Never combine AllowAnyOrigin with AllowCredentials — ASP.NET Core throws a runtime exception because the combination is insecure by design. For local development, use a named policy with explicit localhost origins so your dev setup mirrors what production enforces. AllowAnyOrigin is only acceptable for fully public, unauthenticated endpoints such as open data APIs where credentials are never sent.
Use Fixed Window for simple endpoint protection (login, password reset). Use Sliding Window when you want smoother enforcement without traffic spikes at window resets. Use Token Bucket for APIs where occasional bursts are legitimate but sustained high volume is not. Use Concurrency Limiter to cap parallel in-flight requests rather than requests per unit of time — ideal for expensive database or AI calls.
At minimum: X-Content-Type-Options: nosniff, X-Frame-Options: DENY, Strict-Transport-Security, and remove Server and X-Powered-By. For APIs serving browser clients, also add Content-Security-Policy and Referrer-Policy. Add Cache-Control: no-store on authenticated endpoints to prevent sensitive data being cached in intermediary proxies.
DataAnnotations covers basic property-level constraints and runs automatically in Minimal APIs when you call Results.ValidationProblem. It's sufficient for simple inputs. For cross-field rules, async database checks, or conditional requirements, use FluentValidation alongside it. The two complement each other well — DataAnnotations for structural constraints, FluentValidation for business rules. Never rely on client-side validation alone.

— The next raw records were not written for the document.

//! Collidable game objects
//!
//! A [`GameObject`] is an immutable snapshot of one named collider: where it
//! is and what shape it has. Boxes are axis-aligned; there is no rotation.

use serde::{Deserialize, Serialize};

use crate::error::{CollisionError, CollisionResult};
use crate::foundation::math::{Vec3, Vec4};

/// Coarse shape category, used to pick a shape test
#[derive(Debug, Clone, Copy, PartialEq, Eq, Hash, Serialize, Deserialize)]
pub enum ObjectType {
    /// Axis-aligned box
    Cube,
    /// Half-space boundary along x or z
    Plane,
    /// Sphere
    Sphere,
}

/// Axis a plane bounds
#[derive(Debug, Clone, Copy, PartialEq, Eq, Hash, Serialize, Deserialize)]
pub enum PlaneAxis {
    /// Boundary at `x = boundary`, unbounded along z
    X,
    /// Boundary at `z = boundary`, unbounded along x
    Z,
}

/// Half-space plane
///
/// The sign of `boundary` picks the solid side: a positive boundary blocks
/// anything reaching past it in the positive direction, a negative one
/// blocks anything reaching past it in the negative direction.
#[derive(Debug, Clone, Copy, PartialEq, Serialize, Deserialize)]
pub struct PlaneDescriptor {
    /// Bounded axis
    pub axis: PlaneAxis,
    /// Boundary offset along `axis`
    pub boundary: f32,
    /// Vertical half-extent, carried for callers that draw the plane
    #[serde(default)]
    pub height: f32,
}

impl PlaneDescriptor {
    /// Creates a plane bounding `axis` at `boundary`
    pub fn new(axis: PlaneAxis, boundary: f32) -> Self {
        Self {
            axis,
            boundary,
            height: 0.0,
        }
    }

    /// Sets the vertical half-extent
    pub fn with_height(mut self, height: f32) -> Self {
        self.height = height;
        self
    }

    /// Decode the packed bbox form, where `+inf` on one horizontal axis
    /// marks the unbounded direction and the other horizontal component is
    /// the boundary.
    pub fn from_bbox(bbox: Vec3) -> CollisionResult<Self> {
        if bbox.z == f32::INFINITY && bbox.x.is_finite() {
            Ok(Self {
                axis: PlaneAxis::X,
                boundary: bbox.x,
                height: bbox.y,
            })
        } else if bbox.x == f32::INFINITY && bbox.z.is_finite() {
            Ok(Self {
                axis: PlaneAxis::Z,
                boundary: bbox.z,
                height: bbox.y,
            })
        } else {
            Err(CollisionError::InvalidPlane {
                name: String::new(),
                bbox,
            })
        }
    }

    /// Encode back into the packed bbox form
    pub fn bbox(&self) -> Vec3 {
        match self.axis {
            PlaneAxis::X => Vec3::new(self.boundary, self.height, f32::INFINITY),
            PlaneAxis::Z => Vec3::new(f32::INFINITY, self.height, self.boundary),
        }
    }
}

/// Collision geometry of an object
#[derive(Debug, Clone, Copy, PartialEq, Serialize, Deserialize)]
pub enum Shape {
    /// Axis-aligned box given by its half-extents
    Cube {
        /// Half-extents along x, y and z
        half_extents: Vec3,
    },
    /// Half-space plane
    Plane(PlaneDescriptor),
    /// Sphere
    Sphere {
        /// Sphere radius
        radius: f32,
    },
}

/// A named collider in a scene snapshot
#[derive(Debug, Clone, PartialEq, Serialize, Deserialize)]
pub struct GameObject {
    /// Unique name within one snapshot
    pub name: String,
    /// Center; `w` is 1 for a point
    pub position_center: Vec4,
    /// Geometry
    pub shape: Shape,
}

impl GameObject {
    /// Creates an axis-aligned box
    pub fn cube(name: impl Into<String>, position_center: Vec4, half_extents: Vec3) -> Self {
        Self {
            name: name.into(),
            position_center,
            shape: Shape::Cube { half_extents },
        }
    }

    /// Creates a half-space plane
    pub fn plane(name: impl Into<String>, position_center: Vec4, plane: PlaneDescriptor) -> Self {
        Self {
            name: name.into(),
            position_center,
            shape: Shape::Plane(plane),
        }
    }

    /// Creates a sphere
    pub fn sphere(name: impl Into<String>, position_center: Vec4, radius: f32) -> Self {
        Self {
            name: name.into(),
            position_center,
            shape: Shape::Sphere { radius },
        }
    }

    /// Build from the flat `(type, bbox, radius)` description used by older
    /// scene files. `radius` is ignored unless `object_type` is a sphere.
    pub fn from_parts(
        name: impl Into<String>,
        object_type: ObjectType,
        position_center: Vec4,
        bbox: Vec3,
        radius: f32,
    ) -> CollisionResult<Self> {
        let name = name.into();
        let shape = match object_type {
            ObjectType::Cube => Shape::Cube { half_extents: bbox },
            ObjectType::Plane => match PlaneDescriptor::from_bbox(bbox) {
                Ok(plane) => Shape::Plane(plane),
                Err(_) => return Err(CollisionError::InvalidPlane { name, bbox }),
            },
            ObjectType::Sphere => Shape::Sphere { radius },
        };
        Ok(Self {
            name,
            position_center,
            shape,
        })
    }

    /// Stand-in for a name that is missing from a snapshot: a zero-size box
    /// at the origin.
    pub fn sentinel(name: impl Into<String>) -> Self {
        Self::cube(name, Vec4::new(0.0, 0.0, 0.0, 1.0), Vec3::zeros())
    }

    /// Returns this object moved to `position_center`
    #[must_use]
    pub fn with_position(mut self, position_center: Vec4) -> Self {
        self.position_center = position_center;
        self
    }

    /// Shape category
    pub fn object_type(&self) -> ObjectType {
        match self.shape {
            Shape::Cube { .. } => ObjectType::Cube,
            Shape::Plane(_) => ObjectType::Plane,
            Shape::Sphere { .. } => ObjectType::Sphere,
        }
    }

    /// Half-extents as a box.
    ///
    /// Planes report their packed form (one `+inf` component), spheres
    /// their bounding cube.
    pub fn bbox(&self) -> Vec3 {
        match self.shape {
            Shape::Cube { half_extents } => half_extents,
            Shape::Plane(plane) => plane.bbox(),
            Shape::Sphere { radius } => Vec3::repeat(radius),
        }
    }

    /// Sphere radius, 0 for other shapes
    pub fn radius(&self) -> f32 {
        match self.shape {
            Shape::Sphere { radius } => radius,
            _ => 0.0,
        }
    }

    /// Center without the homogeneous coordinate
    pub fn center(&self) -> Vec3 {
        self.position_center.xyz()
    }
}
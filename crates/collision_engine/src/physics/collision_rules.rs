//! Gameplay rules layered on top of the raw shape tests
//!
//! Most games need to filter collisions and give some colliders special
//! treatment. Here that is done by name: the scene's naming convention is
//! the contract between level data and collision response, so every name
//! the response code reacts to lives in [`CollisionRules`] and can be
//! overridden from a config file.

use serde::{Deserialize, Serialize};

use crate::config::{Config, ConfigError};
use crate::physics::collision::ObjectType;

/// A cube/sphere test that is forced to miss
///
/// The pair is ordered and typed: it only applies when an object of
/// `query_type` named `query` is tested against the other shape named
/// `other`.
#[derive(Debug, Clone, PartialEq, Eq, Serialize, Deserialize)]
pub struct ExclusionPair {
    /// Shape of the object being queried (cube or sphere)
    pub query_type: ObjectType,
    /// Name of the object being queried
    pub query: String,
    /// Name of the object it must not report
    pub other: String,
}

impl ExclusionPair {
    /// Creates an exclusion pair
    pub fn new(query_type: ObjectType, query: impl Into<String>, other: impl Into<String>) -> Self {
        Self {
            query_type,
            query: query.into(),
            other: other.into(),
        }
    }

    /// A cube `query` that must not report the sphere `other`
    pub fn cube_query(query: impl Into<String>, other: impl Into<String>) -> Self {
        Self::new(ObjectType::Cube, query, other)
    }

    /// A sphere `query` that must not report the cube `other`
    pub fn sphere_query(query: impl Into<String>, other: impl Into<String>) -> Self {
        Self::new(ObjectType::Sphere, query, other)
    }
}

/// Name-driven collision rules
///
/// The defaults describe the stock level: a first-person `hand` sphere that
/// must never hit its own `player` body, four boundary planes, and obstacle
/// boxes whose names contain `cube` or `wall`.
#[derive(Debug, Clone, PartialEq, Serialize, Deserialize)]
#[serde(default)]
pub struct CollisionRules {
    /// Cube/sphere pairs that never collide
    pub exclusions: Vec<ExclusionPair>,
    /// Planes that stop movement along x
    pub east_west_planes: Vec<String>,
    /// Planes that stop movement along z
    pub north_south_planes: Vec<String>,
    /// Case-sensitive substrings marking a box obstacle
    pub obstacle_markers: Vec<String>,
    /// Scale applied to an isolated movement component before classifying it
    pub axis_amplification: f32,
}

impl Default for CollisionRules {
    fn default() -> Self {
        Self {
            exclusions: vec![
                ExclusionPair::cube_query("player", "hand"),
                ExclusionPair::sphere_query("hand", "player"),
            ],
            east_west_planes: vec!["planeEast".to_string(), "planeWest".to_string()],
            north_south_planes: vec!["planeNorth".to_string(), "planeSouth".to_string()],
            obstacle_markers: vec!["cube".to_string(), "wall".to_string()],
            axis_amplification: 100.0,
        }
    }
}

impl CollisionRules {
    /// Whether the test of `query` (of shape `query_type`) against `other`
    /// is suppressed
    pub fn is_excluded(&self, query_type: ObjectType, query: &str, other: &str) -> bool {
        self.exclusions.iter().any(|pair| {
            pair.query_type == query_type && pair.query == query && pair.other == other
        })
    }

    /// Whether `name` is a plane that blocks x movement
    pub fn is_east_west_plane(&self, name: &str) -> bool {
        self.east_west_planes.iter().any(|plane| plane == name)
    }

    /// Whether `name` is a plane that blocks z movement
    pub fn is_north_south_plane(&self, name: &str) -> bool {
        self.north_south_planes.iter().any(|plane| plane == name)
    }

    /// Whether `name` marks a box obstacle (substring match)
    pub fn is_obstacle(&self, name: &str) -> bool {
        self.obstacle_markers
            .iter()
            .any(|marker| name.contains(marker.as_str()))
    }

    /// Adds an exclusion pair
    #[must_use]
    pub fn with_exclusion(mut self, pair: ExclusionPair) -> Self {
        self.exclusions.push(pair);
        self
    }
}

impl Config for CollisionRules {
    fn validate(&self) -> Result<(), ConfigError> {
        if !self.axis_amplification.is_finite() || self.axis_amplification <= 0.0 {
            return Err(ConfigError::Invalid(format!(
                "axis_amplification must be positive and finite, got {}",
                self.axis_amplification
            )));
        }
        Ok(())
    }
}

Application-layer rate limiting protects against accidental abuse and low-volume API misuse. It is not a substitute for network-layer DDoS protection. Against a volumetric attack, requests reach your server before the middleware processes them, exhausting connection pools. Use a CDN or WAF (Cloudflare, Azure Front Door, AWS Shield) in front of your API to absorb traffic at the network edge before it reaches your application server.